Indexes Overview
An index is a separate data structure that PostgreSQL maintains alongside a table, built specifically to make certain lookups fast. Without one, finding a row that matches a WHERE condition means scanning every row in the table in order — a sequential scan. With the right index, PostgreSQL can jump almost directly to the matching rows instead. This page covers what an index actually costs, how to create the simplest kind, and a concrete before/after look at the difference one makes.
The fundamental trade-off
An index is not free. Every INSERT, UPDATE, or DELETE that touches an indexed column has to also update the index, not just the table row — so more indexes means slower writes. Indexes also take up disk space, sometimes a substantial amount for a large table. The trade-off is: faster reads, slower writes, more storage. That is exactly why PostgreSQL does not simply index every column automatically — for a column that is rarely filtered or sorted on, an index would add write overhead for no real read benefit.

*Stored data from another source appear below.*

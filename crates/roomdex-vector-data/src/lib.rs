//! Vector storage for dataroom embeddings
//!
//! One Qdrant collection per dataroom, created on first index and sized to
//! the embedding dimensionality. Point IDs are deterministic per chunk so
//! re-indexing overwrites instead of duplicating.

pub mod error;
pub mod mock;
pub mod point;
pub mod qdrant;
pub mod traits;

pub use error::{VectorDataError, VectorDataResult};
pub use mock::MockVectorStorage;
pub use point::{VectorPayload, VectorPoint, generate_point_id};
pub use qdrant::QdrantVectorStorage;
pub use traits::VectorStorage;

Without the right index | With the right index | |
|---|---|---|
Read (matching WHERE/JOIN/ORDER BY) | Sequential scan — checks every row | Index scan — jumps to matching rows |
Write (INSERT/UPDATE/DELETE) | Only updates the table | Also updates every affected index |
Storage | Just the table | Table plus index storage |
Creating an index
A basic index
CREATE INDEX idx_orders_customer_id ON orders (customer_id);
This tells PostgreSQL to maintain a sorted structure over orders.customer_id, so any query filtering or joining on that column can use it instead of scanning the whole table.
Seeing the difference: EXPLAIN before and after
EXPLAIN shows the query plan PostgreSQL intends to use, without actually running the query. Here is the same query against an orders table with a few hundred thousand rows, before and after adding an index on customer_id.
Before: no index on customer_id
EXPLAIN SELECT * FROM orders WHERE customer_id = 4821;
Seq Scan on orders (cost=0.00..8934.00 rows=6 width=48) Filter: (customer_id = 4821)
After: adding the index
CREATE INDEX idx_orders_customer_id ON orders (customer_id); EXPLAIN SELECT * FROM orders WHERE customer_id = 4821;
Index Scan using idx_orders_customer_id on orders (cost=0.29..8.45 rows=6 width=48) Index Cond: (customer_id = 4821)
The Seq Scan is gone, replaced by an Index Scan, and the estimated cost drops from thousands down to single digits. On a small table PostgreSQL might reasonably choose a sequential scan anyway — reading a few hundred rows directly can be cheaper than the overhead of consulting an index — but as a table grows into the thousands or millions of rows, that gap keeps widening in the index's favor.
An index trades write speed and storage for faster reads on the indexed column(s).
CREATE INDEX ON table (column) is the basic form.
PRIMARY KEY and UNIQUE constraints already come with an automatic index — no separate CREATE INDEX needed.
EXPLAIN shows whether a query will use a Seq Scan or an Index Scan before you run it.